BEGIN

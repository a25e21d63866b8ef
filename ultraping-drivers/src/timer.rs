//! General-purpose timer helpers
//!
//! Thin wrappers over [`PeriodicTimer`] for application code that wants a
//! periodic callback without owning a sensor. Millisecond periods are
//! built from a 1ms tick and a [`MsCountdown`], which keeps the hardware
//! timer at a fixed rate whatever the requested period.

use ultraping_hal::PeriodicTimer;

/// Tick interval used by [`timer_ms`] (us)
pub const MS_TICK_US: u32 = 1000;

/// Call `callback` every `interval_us` microseconds
pub fn timer_us<T: PeriodicTimer>(timer: &mut T, interval_us: u32, callback: fn()) {
    timer.schedule_periodic(interval_us, callback);
}

/// Call `tick` every millisecond
///
/// `tick` should feed a [`MsCountdown`] that runs the user callback every
/// N ticks. The callback is a plain `fn()`, so the countdown lives in a
/// static:
///
/// ```ignore
/// static BLINK: Mutex<RefCell<MsCountdown>> = Mutex::new(RefCell::new(MsCountdown::new(250)));
///
/// fn tick() {
///     critical_section::with(|cs| {
///         BLINK.borrow_ref_mut(cs).tick_with(toggle_led);
///     });
/// }
///
/// timer_ms(&mut timer, tick); // toggle_led every 250ms
/// ```
pub fn timer_ms<T: PeriodicTimer>(timer: &mut T, tick: fn()) {
    timer.schedule_periodic(MS_TICK_US, tick);
}

/// Stop a timer started by [`timer_us`] or [`timer_ms`]
pub fn timer_stop<T: PeriodicTimer>(timer: &mut T) {
    timer.cancel_periodic();
}

/// Divides a 1ms tick down to a period of N milliseconds
#[derive(Debug, Clone, Copy, PartialEq, Eq)]
#[cfg_attr(feature = "defmt", derive(defmt::Format))]
pub struct MsCountdown {
    period_ms: u32,
    remaining: u32,
}

impl MsCountdown {
    /// Create a countdown that fires every `period_ms` ticks (at least 1)
    pub const fn new(period_ms: u32) -> Self {
        let period_ms = if period_ms == 0 { 1 } else { period_ms };
        Self {
            period_ms,
            remaining: period_ms,
        }
    }

    /// Period in ticks
    pub const fn period_ms(&self) -> u32 {
        self.period_ms
    }

    /// Count one tick, returning `true` when the period has elapsed
    pub fn tick(&mut self) -> bool {
        self.remaining -= 1;
        if self.remaining == 0 {
            self.remaining = self.period_ms;
            true
        } else {
            false
        }
    }

    /// Count one tick and run `f` when the period has elapsed
    pub fn tick_with<F: FnOnce()>(&mut self, f: F) -> bool {
        let fired = self.tick();
        if fired {
            f();
        }
        fired
    }

    /// Restart the current period
    pub fn reset(&mut self) {
        self.remaining = self.period_ms;
    }
}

END

*Required action*.
In these entries, please give the number of lines holding the string "BLINK" and nothing more.

*Your response*.
2